En el fragmento del que te hablo, el represor hizo una arrebatada defensa del robo de bebés, para él, un gesto humanitario por parte de los militares. Según explicó, lo que buscaban era evitar que los “hijos de terroristas (...) crecieran odiando como odiaban sus padres”, y fue más lejos aún al hablar de los nietos recuperados del presente.

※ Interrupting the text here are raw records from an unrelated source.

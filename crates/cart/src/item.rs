use chrono::{DateTime, Utc};
use serde::{Deserialize, Serialize};

use cartstock_catalog::{Pricing, Product};
use cartstock_core::{CartItemId, CustomerId, DomainError, DomainResult, Entity, Money, ProductCode};

/// Fields for a cart line that has not been stored yet.
///
/// Pricing and display fields are a snapshot of the catalog product taken at
/// add-time; they are not re-derived later.
#[derive(Debug, Clone, PartialEq, Eq, Serialize, Deserialize)]
pub struct NewCartItem {
    pub customer_id: CustomerId,
    pub product_code: ProductCode,
    pub product_name: String,
    pub category: String,
    pub pic_url: Option<String>,
    pub pricing: Pricing,
    pub quantity: u32,
}

impl NewCartItem {
    /// Snapshot a catalog product into a new cart line of `quantity` units.
    pub fn snapshot(customer_id: CustomerId, product: &Product, quantity: u32) -> DomainResult<Self> {
        ensure_quantity(quantity)?;
        Ok(Self {
            customer_id,
            product_code: product.code().clone(),
            product_name: product.title().to_string(),
            category: product.category().to_string(),
            pic_url: product.pic_url().map(str::to_string),
            pricing: product.pricing().clone(),
            quantity,
        })
    }
}

/// An active cart line: `quantity` units of one product reserved for one customer.
#[derive(Debug, Clone, PartialEq, Eq, Serialize, Deserialize)]
pub struct CartItem {
    id: CartItemId,
    customer_id: CustomerId,
    product_code: ProductCode,
    product_name: String,
    category: String,
    pic_url: Option<String>,
    pricing: Pricing,
    quantity: u32,
    version: u64,
    created_at: DateTime<Utc>,
    updated_at: DateTime<Utc>,
}

impl CartItem {
    /// Materialize a stored line from its creation fields.
    pub fn create(id: CartItemId, fields: NewCartItem, at: DateTime<Utc>) -> DomainResult<Self> {
        ensure_quantity(fields.quantity)?;
        Ok(Self {
            id,
            customer_id: fields.customer_id,
            product_code: fields.product_code,
            product_name: fields.product_name,
            category: fields.category,
            pic_url: fields.pic_url,
            pricing: fields.pricing,
            quantity: fields.quantity,
            version: 1,
            created_at: at,
            updated_at: at,
        })
    }

    pub fn id_typed(&self) -> CartItemId {
        self.id
    }

    pub fn customer_id(&self) -> CustomerId {
        self.customer_id
    }

    pub fn product_code(&self) -> &ProductCode {
        &self.product_code
    }

    pub fn product_name(&self) -> &str {
        &self.product_name
    }

    pub fn category(&self) -> &str {
        &self.category
    }

    pub fn pic_url(&self) -> Option<&str> {
        self.pic_url.as_deref()
    }

    pub fn pricing(&self) -> &Pricing {
        &self.pricing
    }

    pub fn quantity(&self) -> u32 {
        self.quantity
    }

    pub fn created_at(&self) -> DateTime<Utc> {
        self.created_at
    }

    pub fn updated_at(&self) -> DateTime<Utc> {
        self.updated_at
    }

    /// Signed stock delta needed to move this line to `new_quantity`.
    ///
    /// Positive means more units must be reserved from the product.
    pub fn reservation_delta(&self, new_quantity: u32) -> i64 {
        i64::from(new_quantity) - i64::from(self.quantity)
    }

    pub fn set_quantity(&mut self, quantity: u32, at: DateTime<Utc>) -> DomainResult<()> {
        ensure_quantity(quantity)?;
        self.quantity = quantity;
        self.version += 1;
        self.updated_at = at;
        Ok(())
    }

    /// `(price - discount) * quantity` using the add-time snapshot.
    pub fn line_total(&self) -> DomainResult<Money> {
        self.pricing
            .unit_price()
            .checked_mul(self.quantity)
            .ok_or_else(|| DomainError::invariant("line total overflow"))
    }
}

impl Entity for CartItem {
    type Id = CartItemId;

    fn id(&self) -> &Self::Id {
        &self.id
    }

    fn version(&self) -> u64 {
        self.version
    }
}

/// Sum of line totals over a customer's cart.
pub fn compute_total(items: &[CartItem]) -> DomainResult<Money> {
    items.iter().try_fold(Money::ZERO, |acc, item| {
        acc.checked_add(item.line_total()?)
            .ok_or_else(|| DomainError::invariant("cart total overflow"))
    })
}

fn ensure_quantity(quantity: u32) -> DomainResult<()> {
    if quantity == 0 {
        return Err(DomainError::validation("quantity must be at least 1"));
    }
    Ok(())
}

“Se ha comprobado, —no todos—, que muchos de éstos, al igual que sus padres, tienen la sangre maldita”. Por si algunos tenían dudas, la palabra del represor confirmaba así que hubo un plan sistemático en el robo de bebés.
Sé bien que podría llenar varias líneas de este envío con frases de impacto, quiero decir, sé que podría manifestar bronca y rabia por escrito con grandilocuencia, sobre todo ahora que es tendencia hacer periodismo de indignación.
Elijo no hacerlo. Cada vez estoy más convencida de que cuando nos enfrentamos con el mal, sobran los adjetivos.
Arbitrariedad y pavor
Hay un libro que leí hace ya muchos años y que condicionó definitivamente el modo en que leo, veo y escucho la historia de sobrevivientes de la violencia. Hablo de Landscapes of Memory, de la judía austríaca Ruth Kluger, un libro en el que, lejos de todo sentimentalismo, narra su infancia y su paso por diferentes campos de concentración, así como la historia de su familia.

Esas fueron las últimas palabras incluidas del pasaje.